About 800 years ago, traders from Tarim and other parts of Hadramawt, as the area is known, began traveling down the coast to the Arabian Sea and onward in rickety boats to Indonesia, Malaysia and India. They thrived, and they brought their religion with them. Nine especially devout men, all with roots in Tarim, are now remembered as “the nine saints’’ because of their success in spreading Islam across Asia.

“This town, with its thousand-year tradition, was the main catalyst for as many as 40 percent of the world’s Muslims becoming Muslim,’’ said John Rhodus, an Arizonan student at the school.Tarim’s Sufist tradition also appears to have helped shape the relatively moderate Islam practiced in much of South Asia.

Hadrami merchants remained successful until well into the 20th century. Some made their fortune in Saudi Arabia, including Bin Laden’s father Muhammad bin Laden, while others returned home and built flamboyant palaces.

Most of the merchants fled after a communist junta seized power in 1967. Now their palaces are abandoned and decayed, too grand for the state to maintain in this desperately poor country.

The communist years, which lasted until 1990, were even worse for those who refused to accept the enforced secularism. “Some religious scholars were tortured, others murdered,’’ Omar said. His father, who had been a renowned religious teacher in Tarim, was kidnapped and killed.

In 1993, Omar began teaching Sufi-inspired religious classes in his home. Three years later, he moved into a two-story white school building, with a mosque attached. There are now about 700 students, at least half of them South Asians, with a rising number of Americans and Britons.

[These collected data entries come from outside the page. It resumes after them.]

fn print_summary(style: &Style, summary: &StackSummary) {
    println!();
    print_repository(style, &summary.repository);

    println!("{}", style.section("TECHNOLOGIES"));
    println!("{}", table::render_technologies_table(&summary.technologies));
    println!();
    print_lists(
        style,
        &summary.frameworks,
        &summary.languages,
        &summary.package_managers,
        &summary.dev_tools,
    );

    println!(
        "{}",
        table::render_metrics_table(&[
            ("Files analyzed", summary.files_analyzed.to_string()),
            ("Dependencies", summary.dependency_count.to_string()),
            ("Technologies", summary.technologies.total().to_string()),
        ])
    );
    println!();
    println!(
        "{}",
        style.message(
            MessageType::Hint,
            "Run `reposcope analyze` for gap analysis and recommendations"
        )
    );
}

// ============================================================================
// Config command handler
// ============================================================================

fn handle_config(
    style: &Style,
    config_path: Option<&Path>,
    action: &ConfigAction,
) -> Result<(), RepoScopeError> {
    let path = match config_path {
        Some(path) => Some(path.to_path_buf()),
        None => GlobalConfig::default_path(),
    };
    match action {
        ConfigAction::Check { json } => handle_config_check(style, path.as_deref(), *json),
        ConfigAction::Show { json } => handle_config_show(style, path.as_deref(), *json),
    }
}

/// Validate the configuration file and report errors/warnings.
fn handle_config_check(
    style: &Style,
    path: Option<&Path>,
    json: bool,
) -> Result<(), RepoScopeError> {
    let exists = path.map(Path::exists).unwrap_or(false);

    let mut warnings = Vec::new();
    let mut errors = Vec::new();
    match load_config(path) {
        Ok(config) => match config.validate() {
            Ok(w) => warnings = w,
            Err(e) => errors.push(e.to_string()),
        },
        Err(e) => errors.push(e.to_string()),
    }

    if json {
        let validation = serde_json::json!({
            "path": path.map(|p| p.display().to_string()),
            "exists": exists,
            "valid": errors.is_empty(),
            "warnings": warnings,
            "errors": errors,
        });
        println!("{}", serde_json::to_string_pretty(&validation)?);
    } else {
        let location = path
            .map(|p| p.display().to_string())
            .unwrap_or_else(|| "<no home directory>".to_string());
        let status = if !exists {
            "-"
        } else if errors.is_empty() {
            "✓"
        } else {
            "✗"
        };
        println!(
            "{}",
            style.message(MessageType::Info, "Checked 1 configuration source")
        );
        println!("  {} config file ({})", status, location);
        if !exists {
            println!("{}", style.message_detail("Note", "file not found, defaults apply"));
        }
        println!();

        if !warnings.is_empty() {
            println!(
                "{}",
                style.message(MessageType::Warn, &format!("{} warning(s):", warnings.len()))
            );
            for warning in &warnings {
                println!("  • {}", warning);
            }
            println!();
        }

        if !errors.is_empty() {
            println!(
                "{}",
                style.message(MessageType::Err, &format!("{} error(s):", errors.len()))
            );
            for error in &errors {
                println!("  • {}", error);
            }
            println!();
        }

        if errors.is_empty() && warnings.is_empty() {
            println!("{}", style.message(MessageType::Ok, "Configuration is valid"));
        } else if errors.is_empty() {
            println!(
                "{}",
                style.message(MessageType::Ok, "Configuration is valid with warnings")
            );
        }
    }

    if !errors.is_empty() {
        return Err(RepoScopeError::InvalidConfiguration {
            message: format!("{} configuration error(s) found", errors.len()),
            hint: "Fix the listed values and rerun `reposcope config check`".to_string(),
        });
    }

    Ok(())
}

/// Show resolved configuration (file merged over defaults).
fn handle_config_show(
    style: &Style,
    path: Option<&Path>,
    json: bool,
) -> Result<(), RepoScopeError> {
    let resolved = load_config(path)?;
    let pretty = serde_json::to_string_pretty(&resolved)?;

    if !json {
        let source = match path {
            Some(p) if p.exists() => p.display().to_string(),
            _ => "built-in defaults".to_string(),
        };
        println!(
            "{}",
            style.message(MessageType::Info, &format!("Resolved configuration ({}):", source))
        );
        println!();
    }
    println!("{}", pretty);

    Ok(())
}

fn load_config(path: Option<&Path>) -> Result<GlobalConfig, RepoScopeError> {
    match path {
        Some(path) => GlobalConfig::from_path(path),
        None => Ok(GlobalConfig::default()),
    }
}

But as the school grew, a more militant Islam was gaining followers across the region. Saudi Arabia was financing ultraconservative religious schools and scholars in an effort to shore up its influence here. In 1991 the Saudi king, angered by Yemen’s public support for Saddam Hussein of Iraq, abruptly sent home a million Yemeni, many of whom had lived in Saudi Arabia for decades and had been shaped by it.